US 12,277,519 B2
Systems and methods for maintaining key performance indicator targets of a contact center
Prabhuram Muralikrishnan Vathsala, Chennai (IN); Aiswarya Venkatachalapathy, Chennai (IN); Balakrishnan Palanisamy, Namakkal (IN); and Prashanth Sanjeevi, Chennai (IN)
Assigned to Verizon Patent and Licensing Inc., Basking Ridge, NJ (US)
Filed by Verizon Patent and Licensing Inc., Basking Ridge, NJ (US)
Filed on Jul. 25, 2022, as Appl. No. 17/872,446.
Prior Publication US 2024/0028999 A1, Jan. 25, 2024
Int. Cl. G06Q 10/0637 (2023.01); G06Q 10/0639 (2023.01); H04M 3/51 (2006.01)
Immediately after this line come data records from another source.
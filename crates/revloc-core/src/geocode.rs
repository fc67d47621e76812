//! Geocoding result shapes and the address descriptor passed to providers.

use serde::{Deserialize, Serialize};

use crate::reseller::{CoordinateSource, Coordinates};

/// Which provider answered a geocoding query.
#[derive(Debug, Clone, Copy, PartialEq, Eq, Hash, Serialize, Deserialize)]
pub enum GeocodeSource {
    #[serde(rename = "google_maps")]
    GoogleMaps,
    #[serde(rename = "openstreetmap")]
    OpenStreetMap,
}

impl GeocodeSource {
    #[must_use]
    pub fn as_str(self) -> &'static str {
        match self {
            Self::GoogleMaps => "google_maps",
            Self::OpenStreetMap => "openstreetmap",
        }
    }
}

impl From<GeocodeSource> for CoordinateSource {
    fn from(source: GeocodeSource) -> Self {
        match source {
            GeocodeSource::GoogleMaps => Self::GoogleMaps,
            GeocodeSource::OpenStreetMap => Self::OpenStreetMap,
        }
    }
}

/// Normalized address breakdown; every part is optional.
#[derive(Debug, Clone, Default, PartialEq, Eq, Serialize, Deserialize)]
pub struct AddressComponents {
    pub street: Option<String>,
    pub number: Option<String>,
    pub neighborhood: Option<String>,
    pub city: Option<String>,
    pub state: Option<String>,
    pub postal_code: Option<String>,
    pub country: Option<String>,
}

#[derive(Debug, Clone, PartialEq, Serialize, Deserialize)]
pub struct GeocodeResult {
    pub coordinates: Coordinates,
    pub components: AddressComponents,
    pub formatted_address: String,
    pub source: GeocodeSource,
    pub place_id: Option<String>,
}

/// An address to geocode.
///
/// Callers either already hold a single display line (a formatted registry
/// address, a postal-code query) or the separate parts of a stored record.
#[derive(Debug, Clone, PartialEq, Eq, Serialize, Deserialize)]
#[serde(tag = "kind", rename_all = "snake_case")]
pub enum AddressDescriptor {
    Freeform(FreeformAddress),
    Structured {
        address: String,
        city: Option<String>,
        state: Option<String>,
    },
}

#[derive(Debug, Clone, PartialEq, Eq, Serialize, Deserialize)]
pub struct FreeformAddress {
    pub text: String,
}

impl AddressDescriptor {
    #[must_use]
    pub fn freeform(text: impl Into<String>) -> Self {
        Self::Freeform(FreeformAddress { text: text.into() })
    }

    #[must_use]
    pub fn structured(address: impl Into<String>, city: Option<&str>, state: Option<&str>) -> Self {
        Self::Structured {
            address: address.into(),
            city: city.map(ToOwned::to_owned),
            state: state.map(ToOwned::to_owned),
        }
    }

    /// The primary address line, ignoring city and state.
    #[must_use]
    pub fn address_line(&self) -> &str {
        match self {
            Self::Freeform(f) => &f.text,
            Self::Structured { address, .. } => address,
        }
    }

    /// Whether there is anything worth sending to a provider.
    #[must_use]
    pub fn is_empty(&self) -> bool {
        self.address_line().trim().is_empty()
    }

    /// Provider query: non-empty parts joined with `", "`, plus the country
    /// qualifier unless the address already names the country.
    #[must_use]
    pub fn query_string(&self) -> String {
        let mut parts: Vec<&str> = Vec::with_capacity(4);
        match self {
            Self::Freeform(f) => parts.push(f.text.trim()),
            Self::Structured {
                address,
                city,
                state,
            } => {
                parts.push(address.trim());
                for part in [city, state].into_iter().flatten() {
                    parts.push(part.trim());
                }
            }
        }
        parts.retain(|p| !p.is_empty());

        let lower = self.address_line().to_lowercase();
        if !(lower.contains("brasil") || lower.contains("brazil")) {
            parts.push(crate::postal_code::COUNTRY_QUALIFIER);
        }
        parts.join(", ")
    }
}
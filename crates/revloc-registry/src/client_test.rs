use super::*;

fn test_client(base_url: &str) -> RegistryClient {
    RegistryClient::with_base_url(base_url, 5, "revloc-test", Duration::from_millis(1))
        .expect("client construction should not fail")
}

#[test]
fn build_url_appends_cnpj_path() {
    let client = test_client("https://brasilapi.com.br/api");
    let url = client.build_url("12345678000195").expect("url");
    assert_eq!(
        url.as_str(),
        "https://brasilapi.com.br/api/cnpj/v1/12345678000195"
    );
}

#[test]
fn build_url_strips_trailing_slash() {
    let client = test_client("https://brasilapi.com.br/api///");
    let url = client.build_url("12345678000195").expect("url");
    assert_eq!(
        url.as_str(),
        "https://brasilapi.com.br/api/cnpj/v1/12345678000195"
    );
}

#[test]
fn invalid_base_url_is_rejected() {
    let result = RegistryClient::with_base_url("::nope::", 5, "t", Duration::ZERO);
    assert!(matches!(result, Err(RegistryError::InvalidBaseUrl { .. })));
}

#[tokio::test]
async fn invalid_cnpj_fails_before_any_request() {
    // Port 9 is discard; a request would fail with Http, not InvalidCnpj.
    let client = test_client("http://127.0.0.1:9");
    let result = client.try_lookup("123456789012345").await;
    assert!(
        matches!(result, Err(RegistryError::InvalidCnpj(_))),
        "got {result:?}"
    );
}

#[tokio::test]
async fn blank_cnpj_is_invalid_rather_than_all_zeros() {
    let client = test_client("http://127.0.0.1:9");
    for raw in ["", "  ", "./-"] {
        let result = client.try_lookup(raw).await;
        assert!(
            matches!(result, Err(RegistryError::InvalidCnpj(_))),
            "{raw:?} got {result:?}"
        );
    }
}
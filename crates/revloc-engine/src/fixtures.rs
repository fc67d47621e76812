use chrono::Utc;
use revloc_core::{CoordinateSource, Coordinates, Reseller, DEFAULT_HOURS};
use uuid::Uuid;

pub(crate) const SAO_PAULO: Coordinates = Coordinates::new(-23.5505, -46.6333);

pub(crate) fn reseller(name: &str, coordinates: Option<Coordinates>) -> Reseller {
    Reseller {
        id: Uuid::new_v4(),
        name: name.to_string(),
        cnpj: None,
        address: String::new(),
        neighborhood: String::new(),
        city: String::new(),
        state: String::new(),
        cep: String::new(),
        phone: String::new(),
        whatsapp: String::new(),
        hours: DEFAULT_HOURS.to_string(),
        coordinates,
        geocoding_source: coordinates.map(|_| CoordinateSource::NormalizedData),
        active: true,
        data_enriched: false,
        service_radius_km: None,
        priority: 0,
        registry_data: None,
        created_at: Utc::now(),
        updated_at: Utc::now(),
    }
}

pub(crate) fn candidate(name: &str, cnpj: &str) -> Reseller {
    Reseller {
        cnpj: Some(cnpj.to_string()),
        ..reseller(name, None)
    }
}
CPC G06Q 10/06375 (2013.01) [G06Q 10/06393 (2013.01); H04M 3/5175 (2013.01); H04M 2203/401 (2013.01)] 20 Claims
OG exemplary drawing
 
1. A method, comprising:
providing, by a device and as input to a trained machine learning model, input data indicating:
current values corresponding to key performance indicators associated with a plurality of current calls to a contact center,
one or more enterprise events, and
one or more stability events associated with the contact center;
receiving, by the device and as an output from the trained machine learning model, predicted values corresponding to the key performance indicators for a future timeframe;
determining, by the device, predicted rates of change corresponding to the key performance indicators based on a comparison of the current values and the predicted values corresponding to the key performance indicators;
assigning, by the device, severity levels corresponding to the key performance indicators based on the predicted rates of change;
determining, by the device, a service level impact based on the predicted values corresponding to the key performance indicators;
determining, by the device, a performance degradation score associated with the contact center based on the severity levels and the service level impact;
determining, by the device, a strategy based on the performance degradation score;
performing, by the device, an action corresponding to the strategy; and
re-training, by the device, the trained machine learning model based on using the action as an input to update the trained machine learning model.